The New What’s Next: Innovation and Failure in Contemporary American Literature
thesisposted on 01.11.2017 by Trevor Alexander Strunk
In order to distinguish essays and pre-prints from academic theses, we have a separate category. These are often much longer text based documents than a paper.
My research suggests that American literature from the 1970s to today is deeply concerned with a representation of social and cultural upheaval, and argues that it figures this concern through aesthetic failure, particularly the failure to formally represent the totality of late capitalist America. The literature I consider – including works by Kathy Acker, Cormac McCarthy, Willian Gaddis, Vanessa Place, and others – responds to contemporary crises, particularly the financial unrest that begins in the 1970s and 80s and resonates to today.

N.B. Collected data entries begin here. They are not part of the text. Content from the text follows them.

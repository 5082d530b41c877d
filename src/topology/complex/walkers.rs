//! Stateless traversal helpers.
//!
//! Global walkers scan an arena cyclically, skipping dead slots; local
//! walkers step through the fixed cyclic order stored in a parent simplex's
//! row. Terser than iterators and safe to interleave with editing, at the
//! cost of a scan per step.

use super::SimplicialComplex;
use crate::topology::handles::{EdgeHandle, FaceHandle, TetHandle, VertexHandle};

impl SimplicialComplex {
    /// The next live vertex after `v` in arena order, wrapping around.
    pub fn next_vertex(&self, v: VertexHandle) -> VertexHandle {
        debug_assert!(self.vertex_exists(v));
        let n = self.vertex_slots();
        let mut idx = v.index();
        loop {
            idx = (idx + 1) % n;
            if self.verts[idx] {
                return VertexHandle::from_index(idx);
            }
        }
    }

    /// The previous live vertex before `v` in arena order, wrapping around.
    pub fn prev_vertex(&self, v: VertexHandle) -> VertexHandle {
        debug_assert!(self.vertex_exists(v));
        let n = self.vertex_slots();
        let mut idx = v.index();
        loop {
            idx = (idx + n - 1) % n;
            if self.verts[idx] {
                return VertexHandle::from_index(idx);
            }
        }
    }

    /// The next live edge after `e` in arena order, wrapping around.
    pub fn next_edge(&self, e: EdgeHandle) -> EdgeHandle {
        debug_assert!(self.edge_exists(e));
        let n = self.edge_slots();
        let mut idx = e.index();
        loop {
            idx = (idx + 1) % n;
            if self.ev.row_len(idx) > 0 {
                return EdgeHandle::from_index(idx);
            }
        }
    }

    /// The previous live edge before `e` in arena order, wrapping around.
    pub fn prev_edge(&self, e: EdgeHandle) -> EdgeHandle {
        debug_assert!(self.edge_exists(e));
        let n = self.edge_slots();
        let mut idx = e.index();
        loop {
            idx = (idx + n - 1) % n;
            if self.ev.row_len(idx) > 0 {
                return EdgeHandle::from_index(idx);
            }
        }
    }

    /// The next live face after `f` in arena order, wrapping around.
    pub fn next_face(&self, f: FaceHandle) -> FaceHandle {
        debug_assert!(self.face_exists(f));
        let n = self.face_slots();
        let mut idx = f.index();
        loop {
            idx = (idx + 1) % n;
            if self.fe.row_len(idx) > 0 {
                return FaceHandle::from_index(idx);
            }
        }
    }

    /// The previous live face before `f` in arena order, wrapping around.
    pub fn prev_face(&self, f: FaceHandle) -> FaceHandle {
        debug_assert!(self.face_exists(f));
        let n = self.face_slots();
        let mut idx = f.index();
        loop {
            idx = (idx + n - 1) % n;
            if self.fe.row_len(idx) > 0 {
                return FaceHandle::from_index(idx);
            }
        }
    }

    /// The next live tet after `t` in arena order, wrapping around.
    pub fn next_tet(&self, t: TetHandle) -> TetHandle {
        debug_assert!(self.tet_exists(t));
        let n = self.tet_slots();
        let mut idx = t.index();
        loop {
            idx = (idx + 1) % n;
            if self.tf.row_len(idx) > 0 {
                return TetHandle::from_index(idx);
            }
        }
    }

    /// The previous live tet before `t` in arena order, wrapping around.
    pub fn prev_tet(&self, t: TetHandle) -> TetHandle {
        debug_assert!(self.tet_exists(t));
        let n = self.tet_slots();
        let mut idx = t.index();
        loop {
            idx = (idx + n - 1) % n;
            if self.tf.row_len(idx) > 0 {
                return TetHandle::from_index(idx);
            }
        }
    }

    /// The other endpoint of `e`.
    pub fn opposite_vertex(&self, e: EdgeHandle, v: VertexHandle) -> VertexHandle {
        debug_assert!(self.edge_exists(e));
        debug_assert!(self.is_incident_vertex_edge(v, e));
        let col0 = self.ev.col_by_index(e.index(), 0);
        if col0 == v.index() {
            VertexHandle::from_index(self.ev.col_by_index(e.index(), 1))
        } else {
            VertexHandle::from_index(col0)
        }
    }

    /// The edge after `e` in the fixed 3-cycle of `f`'s stored row.
    pub fn next_edge_in_face(&self, f: FaceHandle, e: EdgeHandle) -> EdgeHandle {
        debug_assert!(self.face_exists(f) && self.edge_exists(e));
        debug_assert_eq!(self.fe.row_len(f.index()), 3);
        debug_assert!(self.is_incident_edge_face(e, f));
        let row = f.index();
        let col0 = self.fe.col_by_index(row, 0);
        let col1 = self.fe.col_by_index(row, 1);
        if col0 == e.index() {
            EdgeHandle::from_index(col1)
        } else if col1 == e.index() {
            EdgeHandle::from_index(self.fe.col_by_index(row, 2))
        } else {
            EdgeHandle::from_index(col0)
        }
    }

    /// The edge before `e` in the fixed 3-cycle of `f`'s stored row.
    pub fn prev_edge_in_face(&self, f: FaceHandle, e: EdgeHandle) -> EdgeHandle {
        debug_assert!(self.face_exists(f) && self.edge_exists(e));
        debug_assert_eq!(self.fe.row_len(f.index()), 3);
        let row = f.index();
        let col0 = self.fe.col_by_index(row, 0);
        let col2 = self.fe.col_by_index(row, 2);
        if col0 == e.index() {
            EdgeHandle::from_index(col2)
        } else if col2 == e.index() {
            EdgeHandle::from_index(col0)
        } else {
            EdgeHandle::from_index(self.fe.col_by_index(row, 1))
        }
    }

    /// The face after `f` in the fixed 4-cycle of `t`'s stored row.
    pub fn next_face_in_tet(&self, t: TetHandle, f: FaceHandle) -> FaceHandle {
        debug_assert!(self.tet_exists(t) && self.face_exists(f));
        debug_assert_eq!(self.tf.row_len(t.index()), 4);
        debug_assert!(self.is_incident_face_tet(f, t));
        let row = t.index();
        let pos = (0..4)
            .find(|&k| self.tf.col_by_index(row, k) == f.index())
            .unwrap_or(0);
        FaceHandle::from_index(self.tf.col_by_index(row, (pos + 1) % 4))
    }

    /// The face before `f` in the fixed 4-cycle of `t`'s stored row.
    pub fn prev_face_in_tet(&self, t: TetHandle, f: FaceHandle) -> FaceHandle {
        debug_assert!(self.tet_exists(t) && self.face_exists(f));
        debug_assert_eq!(self.tf.row_len(t.index()), 4);
        debug_assert!(self.is_incident_face_tet(f, t));
        let row = t.index();
        let pos = (0..4)
            .find(|&k| self.tf.col_by_index(row, k) == f.index())
            .unwrap_or(0);
        FaceHandle::from_index(self.tf.col_by_index(row, (pos + 3) % 4))
    }
}

#[cfg(test)]
mod tests {
    use super::*;

    #[test]
    fn global_walk_skips_dead_slots_and_wraps() {
        let mut c = SimplicialComplex::new();
        let v0 = c.add_vertex();
        let v1 = c.add_vertex();
        let v2 = c.add_vertex();
        assert!(c.delete_vertex(v1));
        assert_eq!(c.next_vertex(v0), v2);
        assert_eq!(c.next_vertex(v2), v0);
        assert_eq!(c.prev_vertex(v0), v2);
    }

    #[test]
    fn face_cycle_walkers_invert_each_other() {
        let mut c = SimplicialComplex::new();
        let v0 = c.add_vertex();
        let v1 = c.add_vertex();
        let v2 = c.add_vertex();
        let f = c.add_face_from_vertices(v0, v1, v2);
        for k in 0..3 {
            let e = c.edge_of(f, k);
            assert_eq!(c.prev_edge_in_face(f, c.next_edge_in_face(f, e)), e);
        }
    }

    #[test]
    fn tet_face_cycle_has_period_four() {
        let mut c = SimplicialComplex::new();
        let v: Vec<_> = (0..4).map(|_| c.add_vertex()).collect();
        let t = c.add_tet_from_vertices(v[0], v[1], v[2], v[3]);
        let f = c.face_of(t, 2);
        let mut cur = f;
        for _ in 0..4 {
            cur = c.next_face_in_tet(t, cur);
        }
        assert_eq!(cur, f);
        assert_eq!(c.prev_face_in_tet(t, c.next_face_in_tet(t, f)), f);
    }

    #[test]
    fn opposite_vertex_flips_endpoints() {
        let mut c = SimplicialComplex::new();
        let v0 = c.add_vertex();
        let v1 = c.add_vertex();
        let e = c.add_edge(v0, v1);
        assert_eq!(c.opposite_vertex(e, v0), v1);
        assert_eq!(c.opposite_vertex(e, v1), v0);
    }
}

These authors’ works conceive of this “neoliberal” or, as I would call it, late capitalist crisis not indexically, in ways that register at the level of content, but rather at the level of form. I call this literature innovative because it attempts to represent the totality of the world in crisis through new, experimental formal strategies. But when innovative literature attempts to model new ways of representing social or political totality, it fails due to the aesthetic logic of constraint by which it is defined, either through misinterpretation, formal incongruity, or the intrusion of narrative subjectivity into the aesthetic. This failure, against pessimistic descriptions of reactionary “capitalist realism” endorsed by Mark Fisher among others, defines, I claim, the very ground of productivity for innovative literature. This dissertation argues that, just as crisis impels innovation, so too do these innovative texts reveal in their formal malfunctions something about the deeply contradictory world in which they are produced. My dissertation, The New What’s Next: Innovation and Failure in 20th Century Literature, therefore begins by locating the conditions of late 20th century economic crisis in the shifting formal quality of money since the middle of the 19th century, and then turns exclusively to aesthetic considerations of literary works that engage with the symptoms of this crisis via formal intervention. Ultimately, this investigation provides not only a relevancy for literary form and practice in our contemporary intellectual moment, but in fact resituates literary aesthetics as the crucial technology for societal self-knowledge and revelation.